------ Input data ------
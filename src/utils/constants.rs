use alloy_primitives::{Address, address};

pub const BASE_CHAIN_ID: u64 = 8453;

pub const WETH: Address = address!("0x4200000000000000000000000000000000000006");

pub const USDC: Address = address!("0x833589fCD6eDb6E08f4c7C32D4f71b54bdA02913");

/// Uniswap V2 WETH/USDC pair on Base
pub const WETH_USDC_POOL: Address = address!("0x88A43bb75941904d47401946215162a26bc773dc");

pub const NATIVE: Address = Address::ZERO;
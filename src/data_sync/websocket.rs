use alloy_primitives::U256;
use eyre::{Result, eyre};
use futures::{SinkExt, StreamExt};
use serde::{Deserialize, Serialize};
use serde_json::Value;
use std::time::Duration;
use tokio::sync::mpsc;
use tokio::time::{sleep, timeout};
use tokio_tungstenite::{connect_async, tungstenite::Message};
use tracing::{debug, error, info, warn};
use url::Url;

/// Pending transaction from a newPendingTransactions subscription (full bodies)
#[derive(Debug, Clone, Serialize, Deserialize)]
pub struct PendingTx {
    #[serde(rename = "hash")]
    pub hash: String,
    #[serde(rename = "from", default)]
    pub from: Option<String>,
    #[serde(rename = "to", default)]
    pub to: Option<String>,
    #[serde(rename = "value", default)]
    pub value: Option<String>,
}

impl PendingTx {
    /// Parse transfer value from hex string; a missing value field reads as zero
    pub fn value_wei(&self) -> Result<U256> {
        match &self.value {
            Some(value) => {
                let value_str = value.trim_start_matches("0x");
                U256::from_str_radix(value_str, 16)
                    .map_err(|e| eyre!("Invalid transaction value format: {}", e))
            }
            None => Ok(U256::ZERO),
        }
    }
}

/// WebSocket manager watching the mempool for whale-sized transfers
pub struct WebSocketManager {
    rpc_url: String,
    whale_threshold: U256,
    connection_timeout: Duration,
    max_reconnect_attempts: u32,
    reconnect_delay: Duration,
}

impl WebSocketManager {
    pub fn new(
        rpc_url: String,
        whale_threshold: U256,
        connection_timeout: Duration,
        max_reconnect_attempts: u32,
        reconnect_delay: Duration,
    ) -> Self {
        Self {
            rpc_url,
            whale_threshold,
            connection_timeout,
            max_reconnect_attempts,
            reconnect_delay,
        }
    }

    /// Start subscribing to pending transactions at or above the whale threshold
    /// Returns a receiver for matching transactions and a shutdown sender
    pub async fn subscribe_whale_transfers(&self) -> Result<(mpsc::Receiver<PendingTx>, mpsc::Sender<()>)> {
        let (tx_tx, tx_rx) = mpsc::channel(100);
        let (shutdown_tx, mut shutdown_rx) = mpsc::channel(1);

        let rpc_url = self.rpc_url.clone();
        let whale_threshold = self.whale_threshold;
        let connection_timeout = self.connection_timeout;
        let max_reconnect_attempts = self.max_reconnect_attempts;
        let reconnect_delay = self.reconnect_delay;

        // Spawn WebSocket management task
        tokio::spawn(async move {
            let mut reconnect_count = 0;

            loop {
                match Self::connect_and_subscribe(
                    &rpc_url,
                    whale_threshold,
                    connection_timeout,
                    &tx_tx,
                    &mut shutdown_rx,
                ).await {
                    Ok(()) => {
                        info!("WebSocket subscription ended normally");
                        break;
                    }
                    Err(e) => {
                        error!("WebSocket connection error: {}", e);
                        reconnect_count += 1;

                        if reconnect_count >= max_reconnect_attempts {
                            error!("Max reconnection attempts reached, giving up");
                            break;
                        }

                        warn!("Attempting reconnection #{} in {:?}", reconnect_count, reconnect_delay);
                        sleep(reconnect_delay).await;
                    }
                }
            }
        });

        Ok((tx_rx, shutdown_tx))
    }

    /// Connect to WebSocket and handle subscription
    async fn connect_and_subscribe(
        rpc_url: &str,
        whale_threshold: U256,
        connection_timeout: Duration,
        tx_tx: &mpsc::Sender<PendingTx>,
        shutdown_rx: &mut mpsc::Receiver<()>,
    ) -> Result<()> {
        // Parse and connect to WebSocket URL
        let url = Url::parse(rpc_url)?;
        info!("Connecting to WebSocket: {}", url);

        let (ws_stream, _) = timeout(connection_timeout, connect_async(url.as_str())).await
            .map_err(|_| eyre!("WebSocket connection timeout"))?
            .map_err(|e| eyre!("WebSocket connection failed: {}", e))?;

        let (mut ws_sender, mut ws_receiver) = ws_stream.split();

        // Subscribe to pending transactions with full bodies
        let subscribe_request = serde_json::json!({
            "jsonrpc": "2.0",
            "id": 1,
            "method": "eth_subscribe",
            "params": ["newPendingTransactions", true]
        });

        ws_sender.send(Message::Text(subscribe_request.to_string().into())).await?;
        info!("Sent newPendingTransactions subscription request");

        // Wait for subscription confirmation
        let subscription_id = match ws_receiver.next().await {
            Some(Ok(Message::Text(text))) => {
                let response: Value = serde_json::from_str(text.as_str())?;
                if let Some(result) = response.get("result") {
                    info!("Subscription confirmed with ID: {}", result);
                    result.as_str()
                        .ok_or_else(|| eyre!("Invalid subscription ID format"))?
                        .to_string()
                } else if let Some(error) = response.get("error") {
                    return Err(eyre!("Subscription error: {}", error));
                } else {
                    return Err(eyre!("Unexpected subscription response: {}", text));
                }
            }
            Some(Ok(msg)) => {
                return Err(eyre!("Unexpected message type during subscription: {:?}", msg));
            }
            Some(Err(e)) => {
                return Err(eyre!("WebSocket error during subscription: {}", e));
            }
            None => {
                return Err(eyre!("WebSocket closed during subscription"));
            }
        };

        info!("Successfully subscribed to newPendingTransactions with ID: {}", subscription_id);

        // Main event loop
        loop {
            tokio::select! {
                // Handle incoming WebSocket messages
                ws_msg = ws_receiver.next() => {
                    match ws_msg {
                        Some(Ok(Message::Text(text))) => {
                            if let Err(e) = Self::handle_message(text.as_str(), whale_threshold, tx_tx).await {
                                warn!("Failed to handle WebSocket message: {}", e);
                            }
                        }
                        Some(Ok(Message::Close(_))) => {
                            info!("WebSocket closed by server");
                            break;
                        }
                        Some(Ok(Message::Ping(data))) => {
                            // Respond to ping with pong
                            if let Err(e) = ws_sender.send(Message::Pong(data)).await {
                                error!("Failed to send pong: {}", e);
                                break;
                            }
                        }
                        Some(Ok(_)) => {
                            // Ignore other message types
                        }
                        Some(Err(e)) => {
                            error!("WebSocket error: {}", e);
                            break;
                        }
                        None => {
                            info!("WebSocket stream ended");
                            break;
                        }
                    }
                }

                // Handle shutdown signal
                _ = shutdown_rx.recv() => {
                    info!("Received shutdown signal");
                    break;
                }
            }
        }

        Ok(())
    }

    /// Handle incoming WebSocket message
    async fn handle_message(text: &str, whale_threshold: U256, tx_tx: &mpsc::Sender<PendingTx>) -> Result<()> {
        let message: Value = serde_json::from_str(text)?;

        // Check if this is a subscription notification
        if let Some(params) = message.get("params") {
            if let Some(result) = params.get("result") {
                // Parse pending transaction body
                let pending_tx: PendingTx = serde_json::from_value(result.clone())?;

                let value = pending_tx.value_wei()?;
                if value < whale_threshold {
                    return Ok(());
                }

                debug!("Whale transfer {} with value {}", pending_tx.hash, value);

                // Send to channel (non-blocking)
                if let Err(e) = tx_tx.try_send(pending_tx) {
                    match e {
                        mpsc::error::TrySendError::Full(_) => {
                            warn!("Pending transaction channel is full, dropping transaction");
                        }
                        mpsc::error::TrySendError::Closed(_) => {
                            return Err(eyre!("Pending transaction channel is closed"));
                        }
                    }
                }
            }
        }

        Ok(())
    }
}
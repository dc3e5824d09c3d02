/// Data Synchronization Layer
///
/// Chain-facing plumbing for the strike pipeline:
///
/// - WebSocket-based mempool subscription (whale-sized pending transfers)
/// - Read-only pool reserve queries over JSON-RPC
/// - Runtime configuration with environment overrides

pub mod config;
pub mod reserves;
pub mod websocket;

// Re-export main components for easy usage
pub use config::WatchConfig;
pub use reserves::{MockReserveSource, OracleError, ReserveSource, RpcReserveSource};
pub use websocket::{PendingTx, WebSocketManager};
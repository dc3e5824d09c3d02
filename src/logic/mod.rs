/// Logic Layer - Loan Sizing
///
/// This layer is responsible for:
/// - Bounding flash-loan sizes against observed pool reserves
/// - The fail-open fallback policy when reserves cannot be read
///
/// Pure decision logic; all chain access goes through the data layer's
/// `ReserveSource` seam.

pub mod guard;
pub mod types;

// Re-export key components from the logic layer
pub use guard::{GuardConfig, LoanSizingGuard};
pub use types::{ReservePair, ReserveSide};
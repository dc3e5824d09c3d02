use crate::data_sync::config::WatchConfig;
use crate::data_sync::reserves::ReserveSource;
use crate::logic::guard::LoanSizingGuard;
use alloy_primitives::{Address, Bytes, U256};
use alloy_sol_types::{SolCall, sol};
use eyre::Result;
use serde_json::Value;
use std::time::Duration;
use tracing::{info, warn};

sol! {
    /// Strike contract entry point; returns the net profit the loan cycle
    /// would realize
    interface IFlashStrike {
        function requestFlashLoan(address asset, uint256 amount, address[] path) external returns (uint256 netProfit);
    }
}

/// Addresses and limits for one strike target
#[derive(Debug, Clone)]
pub struct StrikeConfig {
    pub rpc_http_url: String,
    /// Flash-loan strike contract
    pub target_contract: Address,
    /// Asset being borrowed
    pub borrow_asset: Address,
    /// Swap path handed to the strike contract
    pub swap_path: Vec<Address>,
    /// Pair whose reserves bound the loan size
    pub pool_address: Address,
    /// Sender used for call simulation
    pub sender: Address,
    pub gas_limit: u64,
    /// Simulated strikes below this net profit are not worth sending
    pub min_net_profit: U256,
}

impl StrikeConfig {
    /// Build from a watch configuration, parsing its address strings
    pub fn from_watch_config(config: &WatchConfig, sender: Address) -> Result<Self> {
        let target_contract = config.target_contract.parse::<Address>()
            .map_err(|e| eyre::eyre!("Invalid target contract address: {}", e))?;
        let borrow_asset = config.borrow_token.parse::<Address>()
            .map_err(|e| eyre::eyre!("Invalid borrow token address: {}", e))?;
        let quote_token = config.quote_token.parse::<Address>()
            .map_err(|e| eyre::eyre!("Invalid quote token address: {}", e))?;
        let pool_address = config.pool_address.parse::<Address>()
            .map_err(|e| eyre::eyre!("Invalid pool address: {}", e))?;

        Ok(Self {
            rpc_http_url: config.rpc_http_url.clone(),
            target_contract,
            borrow_asset,
            swap_path: vec![borrow_asset, quote_token],
            pool_address,
            sender,
            gas_limit: config.gas_limit,
            min_net_profit: config.min_net_profit()?,
        })
    }
}

/// Outcome of a single strike attempt
#[derive(Debug, Clone, PartialEq, Eq)]
pub enum StrikeOutcome {
    /// Simulation succeeded and cleared the profit floor
    Ready { loan_amount: U256, net_profit: U256 },
    /// Simulation succeeded but the profit floor was not met
    Unprofitable { loan_amount: U256, net_profit: U256 },
    /// Loan sized to zero, or the simulated call reverted
    Aborted { reason: String },
}

/// Sizes a strike's flash loan and simulates the call.
///
/// Submission is left to the caller; nothing here signs or broadcasts.
pub struct StrikeExecutor<S: ReserveSource> {
    config: StrikeConfig,
    guard: LoanSizingGuard<S>,
    http_client: reqwest::Client,
}

impl<S: ReserveSource> StrikeExecutor<S> {
    pub fn new(config: StrikeConfig, guard: LoanSizingGuard<S>, timeout: Duration) -> Self {
        let http_client = reqwest::Client::builder()
            .timeout(timeout)
            .build()
            .expect("Failed to create HTTP client");

        Self { config, guard, http_client }
    }

    pub fn config(&self) -> &StrikeConfig {
        &self.config
    }

    /// Encode the flash-loan request calldata for a sized loan
    pub fn encode_strike(&self, loan_amount: U256) -> Bytes {
        IFlashStrike::requestFlashLoanCall {
            asset: self.config.borrow_asset,
            amount: loan_amount,
            path: self.config.swap_path.clone(),
        }
        .abi_encode()
        .into()
    }

    /// Size the loan against pool reserves, then simulate the strike call.
    ///
    /// Simulation failures abort the strike rather than propagating.
    pub async fn strike(&self, requested_amount: U256) -> Result<StrikeOutcome> {
        let loan_amount = self.guard.safe_loan_amount(requested_amount, self.config.pool_address).await;

        if loan_amount.is_zero() {
            warn!("Strike aborted: sized loan amount is zero");
            return Ok(StrikeOutcome::Aborted { reason: "sized loan amount is zero".to_string() });
        }

        let calldata = self.encode_strike(loan_amount);

        match self.simulate(calldata).await {
            Ok(return_data) => {
                let net_profit = match IFlashStrike::requestFlashLoanCall::abi_decode_returns(&return_data) {
                    Ok(net_profit) => net_profit,
                    Err(e) => {
                        warn!("Strike aborted: could not decode simulated profit: {}", e);
                        return Ok(StrikeOutcome::Aborted {
                            reason: format!("could not decode simulated profit: {}", e),
                        });
                    }
                };

                if net_profit >= self.config.min_net_profit {
                    info!(
                        "Strike ready: loan {} simulates to net profit {}",
                        loan_amount, net_profit
                    );
                    Ok(StrikeOutcome::Ready { loan_amount, net_profit })
                } else {
                    info!(
                        "Strike unprofitable: loan {} simulates to net profit {} (floor {})",
                        loan_amount, net_profit, self.config.min_net_profit
                    );
                    Ok(StrikeOutcome::Unprofitable { loan_amount, net_profit })
                }
            }
            Err(e) => {
                warn!("Strike aborted: simulation failed: {}", e);
                Ok(StrikeOutcome::Aborted { reason: format!("simulation failed: {}", e) })
            }
        }
    }

    /// Simulate the strike via eth_call from the configured sender
    async fn simulate(&self, data: Bytes) -> Result<Bytes> {
        let request_body = serde_json::json!({
            "jsonrpc": "2.0",
            "method": "eth_call",
            "params": [
                {
                    "from": format!("{:#x}", self.config.sender),
                    "to": format!("{:#x}", self.config.target_contract),
                    "gas": format!("0x{:x}", self.config.gas_limit),
                    "data": format!("{:#x}", data)
                },
                "latest"
            ],
            "id": 1
        });

        let response = self.http_client
            .post(&self.config.rpc_http_url)
            .header("Content-Type", "application/json")
            .json(&request_body)
            .send()
            .await?;

        let response_json: Value = response.json().await?;

        if let Some(error) = response_json.get("error") {
            return Err(eyre::eyre!("RPC error: {}", error));
        }

        let result = response_json
            .get("result")
            .and_then(|r| r.as_str())
            .ok_or_else(|| eyre::eyre!("Missing result in RPC response"))?;

        let bytes = hex::decode(result.trim_start_matches("0x"))?;
        Ok(bytes.into())
    }
}
/// Execution Layer
///
/// This layer is responsible for:
/// - Flash-loan strike calldata encoding
/// - Call simulation against the strike contract before any submission
///
/// Transaction signing and submission stay with the caller.

pub mod strike;

// Re-export key components from the execution layer
pub use strike::{StrikeConfig, StrikeExecutor, StrikeOutcome};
------
Beginning at the top of the data, extract each line through the line containing "pub const WETH_USDC_POOL: Address" and return those lines exactly, with nothing added.

filename src/utils/constants.rs
use alloy_primitives::{Address, address};

pub const BASE_CHAIN_ID: u64 = 8453;

pub const WETH: Address = address!("0x4200000000000000000000000000000000000006");

pub const USDC: Address = address!("0x833589fCD6eDb6E08f4c7C32D4f71b54bdA02913");

/// Uniswap V2 WETH/USDC pair on Base
pub const WETH_USDC_POOL: Address = address!("0x88A43bb75941904d47401946215162a26bc773dc");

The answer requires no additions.